**DATASET CONTENT**
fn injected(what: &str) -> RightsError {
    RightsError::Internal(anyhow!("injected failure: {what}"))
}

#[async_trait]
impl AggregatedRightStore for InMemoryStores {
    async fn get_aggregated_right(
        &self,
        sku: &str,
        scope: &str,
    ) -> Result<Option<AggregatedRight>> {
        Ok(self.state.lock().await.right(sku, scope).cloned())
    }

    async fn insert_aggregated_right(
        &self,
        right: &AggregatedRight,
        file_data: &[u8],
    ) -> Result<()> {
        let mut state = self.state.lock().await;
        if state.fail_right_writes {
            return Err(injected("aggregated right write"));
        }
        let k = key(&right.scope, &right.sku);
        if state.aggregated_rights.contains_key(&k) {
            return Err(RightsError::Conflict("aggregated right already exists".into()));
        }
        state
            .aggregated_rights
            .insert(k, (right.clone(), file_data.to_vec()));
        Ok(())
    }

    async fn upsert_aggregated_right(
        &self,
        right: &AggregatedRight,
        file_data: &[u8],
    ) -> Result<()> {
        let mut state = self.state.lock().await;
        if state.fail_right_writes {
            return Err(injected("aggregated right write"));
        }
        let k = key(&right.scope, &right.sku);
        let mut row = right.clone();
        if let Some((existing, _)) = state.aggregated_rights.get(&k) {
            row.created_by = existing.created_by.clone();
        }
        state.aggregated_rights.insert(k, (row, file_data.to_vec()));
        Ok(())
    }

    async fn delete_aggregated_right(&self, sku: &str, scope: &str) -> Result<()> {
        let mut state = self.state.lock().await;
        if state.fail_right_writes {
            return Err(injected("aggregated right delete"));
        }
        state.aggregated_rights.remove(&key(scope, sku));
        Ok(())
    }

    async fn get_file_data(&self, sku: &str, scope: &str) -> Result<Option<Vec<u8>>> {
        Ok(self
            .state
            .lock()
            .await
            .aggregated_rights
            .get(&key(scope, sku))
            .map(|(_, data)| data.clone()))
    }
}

**EXERCISE INSTRUCTIONS**
Set down the whole of the material again, exactly.

**RESPONSE TO THE EXERCISE**
fn injected(what: &str) -> RightsError {
    RightsError::Internal(anyhow!("injected failure: {what}"))
}

#[async_trait]
impl AggregatedRightStore for InMemoryStores {
    async fn get_aggregated_right(
        &self,
        sku: &str,
        scope: &str,
    ) -> Result<Option<AggregatedRight>> {
        Ok(self.state.lock().await.right(sku, scope).cloned())
    }

    async fn insert_aggregated_right(
        &self,
        right: &AggregatedRight,
        file_data: &[u8],
    ) -> Result<()> {
        let mut state = self.state.lock().await;
        if state.fail_right_writes {
            return Err(injected("aggregated right write"));
        }
        let k = key(&right.scope, &right.sku);
        if state.aggregated_rights.contains_key(&k) {
            return Err(RightsError::Conflict("aggregated right already exists".into()));
        }
        state
            .aggregated_rights
            .insert(k, (right.clone(), file_data.to_vec()));
        Ok(())
    }

    async fn upsert_aggregated_right(
        &self,
        right: &AggregatedRight,
        file_data: &[u8],
    ) -> Result<()> {
        let mut state = self.state.lock().await;
        if state.fail_right_writes {
            return Err(injected("aggregated right write"));
        }
        let k = key(&right.scope, &right.sku);
        let mut row = right.clone();
        if let Some((existing, _)) = state.aggregated_rights.get(&k) {
            row.created_by = existing.created_by.clone();
        }
        state.aggregated_rights.insert(k, (row, file_data.to_vec()));
        Ok(())
    }

    async fn delete_aggregated_right(&self, sku: &str, scope: &str) -> Result<()> {
        let mut state = self.state.lock().await;
        if state.fail_right_writes {
            return Err(injected("aggregated right delete"));
        }
        state.aggregated_rights.remove(&key(scope, sku));
        Ok(())
    }

    async fn get_file_data(&self, sku: &str, scope: &str) -> Result<Option<Vec<u8>>> {
        Ok(self
            .state
            .lock()
            .await
            .aggregated_rights
            .get(&key(scope, sku))
            .map(|(_, data)| data.clone()))
    }
}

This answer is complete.